What you should do = Within the listing below, count the lines that include "Some" and give the count alone.

Listed records =

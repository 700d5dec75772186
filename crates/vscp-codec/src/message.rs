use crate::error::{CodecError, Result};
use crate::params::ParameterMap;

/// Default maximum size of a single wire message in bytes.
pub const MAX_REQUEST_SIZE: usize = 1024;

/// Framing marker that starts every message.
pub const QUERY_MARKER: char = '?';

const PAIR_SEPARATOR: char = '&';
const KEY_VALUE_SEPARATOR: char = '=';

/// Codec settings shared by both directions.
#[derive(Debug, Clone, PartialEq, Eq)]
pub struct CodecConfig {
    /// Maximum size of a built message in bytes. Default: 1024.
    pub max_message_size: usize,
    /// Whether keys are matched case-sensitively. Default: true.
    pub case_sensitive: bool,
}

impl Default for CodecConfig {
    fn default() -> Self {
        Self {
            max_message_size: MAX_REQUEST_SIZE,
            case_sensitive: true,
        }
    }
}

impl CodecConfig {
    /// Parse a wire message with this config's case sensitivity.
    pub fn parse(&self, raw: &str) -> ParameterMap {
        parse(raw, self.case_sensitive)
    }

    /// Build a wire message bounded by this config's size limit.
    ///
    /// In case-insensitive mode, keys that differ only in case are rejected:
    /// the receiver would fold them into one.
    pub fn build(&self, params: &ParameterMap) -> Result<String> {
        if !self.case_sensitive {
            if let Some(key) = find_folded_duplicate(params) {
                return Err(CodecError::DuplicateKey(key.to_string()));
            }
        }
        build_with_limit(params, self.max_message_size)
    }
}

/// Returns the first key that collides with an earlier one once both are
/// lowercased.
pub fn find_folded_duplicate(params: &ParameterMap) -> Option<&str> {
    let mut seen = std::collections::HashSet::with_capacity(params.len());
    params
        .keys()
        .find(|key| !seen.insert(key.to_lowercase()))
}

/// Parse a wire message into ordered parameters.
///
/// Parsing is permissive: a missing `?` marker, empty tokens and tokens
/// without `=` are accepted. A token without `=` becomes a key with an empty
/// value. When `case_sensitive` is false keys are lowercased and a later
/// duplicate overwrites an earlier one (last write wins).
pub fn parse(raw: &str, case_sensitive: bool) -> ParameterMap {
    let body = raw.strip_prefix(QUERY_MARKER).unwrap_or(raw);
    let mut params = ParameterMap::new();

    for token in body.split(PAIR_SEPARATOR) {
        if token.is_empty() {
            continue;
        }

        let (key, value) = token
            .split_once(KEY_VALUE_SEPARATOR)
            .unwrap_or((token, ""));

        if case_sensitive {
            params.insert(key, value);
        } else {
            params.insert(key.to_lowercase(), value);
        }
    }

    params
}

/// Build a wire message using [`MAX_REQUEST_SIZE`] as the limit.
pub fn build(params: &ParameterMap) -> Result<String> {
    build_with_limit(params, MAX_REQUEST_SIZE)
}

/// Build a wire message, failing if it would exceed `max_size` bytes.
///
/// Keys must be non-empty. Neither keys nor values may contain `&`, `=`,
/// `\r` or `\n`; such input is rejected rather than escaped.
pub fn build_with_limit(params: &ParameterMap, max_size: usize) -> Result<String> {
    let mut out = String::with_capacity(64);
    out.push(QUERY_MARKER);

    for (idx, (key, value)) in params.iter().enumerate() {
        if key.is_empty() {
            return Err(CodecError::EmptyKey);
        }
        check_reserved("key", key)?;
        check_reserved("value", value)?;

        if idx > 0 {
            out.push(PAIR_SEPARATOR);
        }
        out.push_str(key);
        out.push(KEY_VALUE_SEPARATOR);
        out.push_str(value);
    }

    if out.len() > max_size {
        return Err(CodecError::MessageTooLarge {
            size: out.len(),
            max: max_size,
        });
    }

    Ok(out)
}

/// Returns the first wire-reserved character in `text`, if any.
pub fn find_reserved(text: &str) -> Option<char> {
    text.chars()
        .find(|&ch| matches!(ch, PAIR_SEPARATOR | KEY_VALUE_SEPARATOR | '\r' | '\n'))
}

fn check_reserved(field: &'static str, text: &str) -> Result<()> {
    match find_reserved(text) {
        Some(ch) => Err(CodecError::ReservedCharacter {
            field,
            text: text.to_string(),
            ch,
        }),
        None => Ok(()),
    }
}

...

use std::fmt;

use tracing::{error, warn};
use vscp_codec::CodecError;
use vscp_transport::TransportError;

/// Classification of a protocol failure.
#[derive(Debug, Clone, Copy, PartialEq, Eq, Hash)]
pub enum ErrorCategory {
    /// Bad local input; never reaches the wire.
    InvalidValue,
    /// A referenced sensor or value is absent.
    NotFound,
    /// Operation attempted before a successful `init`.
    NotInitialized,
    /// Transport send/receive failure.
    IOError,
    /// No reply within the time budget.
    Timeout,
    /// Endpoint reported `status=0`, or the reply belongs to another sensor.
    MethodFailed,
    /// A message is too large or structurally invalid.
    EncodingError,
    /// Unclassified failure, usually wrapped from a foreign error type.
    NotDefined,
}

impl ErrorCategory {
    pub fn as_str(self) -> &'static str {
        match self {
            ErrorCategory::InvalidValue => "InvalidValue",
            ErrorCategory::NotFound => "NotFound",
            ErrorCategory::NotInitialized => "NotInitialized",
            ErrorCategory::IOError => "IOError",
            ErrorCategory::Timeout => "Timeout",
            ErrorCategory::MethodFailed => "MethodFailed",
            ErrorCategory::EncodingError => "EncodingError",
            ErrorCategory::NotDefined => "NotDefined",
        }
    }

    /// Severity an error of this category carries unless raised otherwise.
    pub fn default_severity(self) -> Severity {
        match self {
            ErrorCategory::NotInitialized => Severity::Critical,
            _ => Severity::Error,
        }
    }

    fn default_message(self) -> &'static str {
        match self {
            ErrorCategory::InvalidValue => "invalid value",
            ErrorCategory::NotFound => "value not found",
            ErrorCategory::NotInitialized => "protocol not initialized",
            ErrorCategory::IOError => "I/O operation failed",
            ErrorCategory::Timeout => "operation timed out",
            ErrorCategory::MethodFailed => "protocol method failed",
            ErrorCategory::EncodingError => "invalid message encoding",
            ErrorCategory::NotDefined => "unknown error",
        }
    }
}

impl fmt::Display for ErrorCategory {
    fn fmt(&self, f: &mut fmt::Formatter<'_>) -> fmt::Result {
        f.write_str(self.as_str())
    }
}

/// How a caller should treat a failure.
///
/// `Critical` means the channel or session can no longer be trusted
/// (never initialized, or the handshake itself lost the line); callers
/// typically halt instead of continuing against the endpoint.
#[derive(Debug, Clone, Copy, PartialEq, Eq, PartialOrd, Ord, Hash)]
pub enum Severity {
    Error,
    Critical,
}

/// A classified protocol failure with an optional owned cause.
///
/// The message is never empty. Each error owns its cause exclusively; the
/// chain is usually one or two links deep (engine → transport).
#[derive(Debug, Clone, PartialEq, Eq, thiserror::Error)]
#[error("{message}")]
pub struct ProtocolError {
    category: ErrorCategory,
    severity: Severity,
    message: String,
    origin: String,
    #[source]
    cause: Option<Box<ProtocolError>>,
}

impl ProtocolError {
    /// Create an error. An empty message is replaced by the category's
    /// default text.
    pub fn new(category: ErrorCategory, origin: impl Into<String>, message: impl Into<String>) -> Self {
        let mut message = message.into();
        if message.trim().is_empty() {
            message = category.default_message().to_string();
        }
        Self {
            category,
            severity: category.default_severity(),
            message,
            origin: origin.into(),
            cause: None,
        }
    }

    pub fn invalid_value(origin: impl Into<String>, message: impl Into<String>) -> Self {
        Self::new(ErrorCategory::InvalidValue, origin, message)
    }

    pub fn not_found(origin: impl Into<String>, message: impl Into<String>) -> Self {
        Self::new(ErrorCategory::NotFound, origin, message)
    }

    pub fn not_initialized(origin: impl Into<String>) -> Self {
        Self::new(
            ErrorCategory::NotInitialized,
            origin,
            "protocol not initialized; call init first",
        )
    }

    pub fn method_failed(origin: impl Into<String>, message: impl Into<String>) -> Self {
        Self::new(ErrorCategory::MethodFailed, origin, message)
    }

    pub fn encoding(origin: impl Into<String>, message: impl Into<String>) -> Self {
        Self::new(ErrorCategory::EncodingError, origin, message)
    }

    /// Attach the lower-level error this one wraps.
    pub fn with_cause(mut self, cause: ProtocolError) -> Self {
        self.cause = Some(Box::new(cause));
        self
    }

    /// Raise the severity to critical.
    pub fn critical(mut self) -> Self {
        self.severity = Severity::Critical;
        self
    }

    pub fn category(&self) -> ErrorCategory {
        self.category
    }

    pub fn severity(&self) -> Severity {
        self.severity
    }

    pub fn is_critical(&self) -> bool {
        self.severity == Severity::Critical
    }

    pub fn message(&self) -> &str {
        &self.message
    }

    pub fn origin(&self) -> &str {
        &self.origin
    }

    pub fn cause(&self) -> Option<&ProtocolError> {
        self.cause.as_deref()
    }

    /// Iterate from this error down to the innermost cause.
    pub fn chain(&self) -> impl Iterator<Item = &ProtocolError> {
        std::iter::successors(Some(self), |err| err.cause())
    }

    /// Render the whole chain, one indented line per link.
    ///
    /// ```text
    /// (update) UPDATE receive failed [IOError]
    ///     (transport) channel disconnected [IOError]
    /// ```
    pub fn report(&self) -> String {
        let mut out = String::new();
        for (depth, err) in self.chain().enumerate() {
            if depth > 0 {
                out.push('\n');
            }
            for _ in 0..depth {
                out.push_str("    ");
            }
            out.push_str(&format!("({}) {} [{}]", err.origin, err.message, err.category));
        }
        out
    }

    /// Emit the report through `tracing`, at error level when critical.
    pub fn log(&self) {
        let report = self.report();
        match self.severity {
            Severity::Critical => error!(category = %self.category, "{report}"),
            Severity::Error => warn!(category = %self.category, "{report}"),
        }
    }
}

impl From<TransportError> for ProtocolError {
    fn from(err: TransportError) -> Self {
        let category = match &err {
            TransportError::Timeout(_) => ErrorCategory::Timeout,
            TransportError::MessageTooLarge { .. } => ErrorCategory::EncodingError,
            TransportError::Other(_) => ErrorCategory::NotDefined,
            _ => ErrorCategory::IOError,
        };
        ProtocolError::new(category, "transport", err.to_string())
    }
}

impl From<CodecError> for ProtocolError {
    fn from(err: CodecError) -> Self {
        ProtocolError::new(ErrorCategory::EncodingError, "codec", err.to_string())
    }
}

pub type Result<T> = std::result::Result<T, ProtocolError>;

...

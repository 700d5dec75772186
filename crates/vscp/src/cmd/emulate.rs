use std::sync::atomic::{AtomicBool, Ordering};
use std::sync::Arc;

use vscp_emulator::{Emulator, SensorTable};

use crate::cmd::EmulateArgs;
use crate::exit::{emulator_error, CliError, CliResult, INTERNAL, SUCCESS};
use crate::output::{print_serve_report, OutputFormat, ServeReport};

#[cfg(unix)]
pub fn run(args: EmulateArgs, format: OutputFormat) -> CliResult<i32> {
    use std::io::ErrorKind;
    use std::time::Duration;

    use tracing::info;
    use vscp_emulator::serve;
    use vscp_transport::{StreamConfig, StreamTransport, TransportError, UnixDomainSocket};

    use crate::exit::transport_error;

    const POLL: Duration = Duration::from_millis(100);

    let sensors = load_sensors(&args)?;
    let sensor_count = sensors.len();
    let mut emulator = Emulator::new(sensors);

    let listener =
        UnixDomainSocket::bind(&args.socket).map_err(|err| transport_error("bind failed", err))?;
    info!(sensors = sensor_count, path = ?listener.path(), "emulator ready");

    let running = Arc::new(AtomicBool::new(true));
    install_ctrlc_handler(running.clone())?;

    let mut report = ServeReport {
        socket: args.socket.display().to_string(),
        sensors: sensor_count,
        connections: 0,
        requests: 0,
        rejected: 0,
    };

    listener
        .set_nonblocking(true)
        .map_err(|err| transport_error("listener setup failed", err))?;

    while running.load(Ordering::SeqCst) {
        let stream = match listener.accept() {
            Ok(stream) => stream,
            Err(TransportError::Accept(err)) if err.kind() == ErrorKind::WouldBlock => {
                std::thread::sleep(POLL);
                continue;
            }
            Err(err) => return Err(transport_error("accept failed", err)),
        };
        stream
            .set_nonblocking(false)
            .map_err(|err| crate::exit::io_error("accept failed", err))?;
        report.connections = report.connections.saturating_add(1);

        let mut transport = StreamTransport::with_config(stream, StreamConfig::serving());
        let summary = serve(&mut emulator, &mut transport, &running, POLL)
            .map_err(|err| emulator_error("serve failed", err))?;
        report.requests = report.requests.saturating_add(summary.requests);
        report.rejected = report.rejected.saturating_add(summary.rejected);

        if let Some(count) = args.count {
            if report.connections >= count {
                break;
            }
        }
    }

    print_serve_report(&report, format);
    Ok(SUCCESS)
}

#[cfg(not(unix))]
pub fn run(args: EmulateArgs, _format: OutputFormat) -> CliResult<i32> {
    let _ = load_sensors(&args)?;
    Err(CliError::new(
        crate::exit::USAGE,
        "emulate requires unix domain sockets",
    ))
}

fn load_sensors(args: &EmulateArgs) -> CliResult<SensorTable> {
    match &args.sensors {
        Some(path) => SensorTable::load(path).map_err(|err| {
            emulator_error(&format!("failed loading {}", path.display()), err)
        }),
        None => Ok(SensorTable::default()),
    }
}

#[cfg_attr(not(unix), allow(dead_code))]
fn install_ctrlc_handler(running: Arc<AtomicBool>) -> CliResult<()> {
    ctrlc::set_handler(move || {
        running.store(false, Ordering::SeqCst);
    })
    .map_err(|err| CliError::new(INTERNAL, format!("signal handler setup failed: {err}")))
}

Solution to this exercise = 6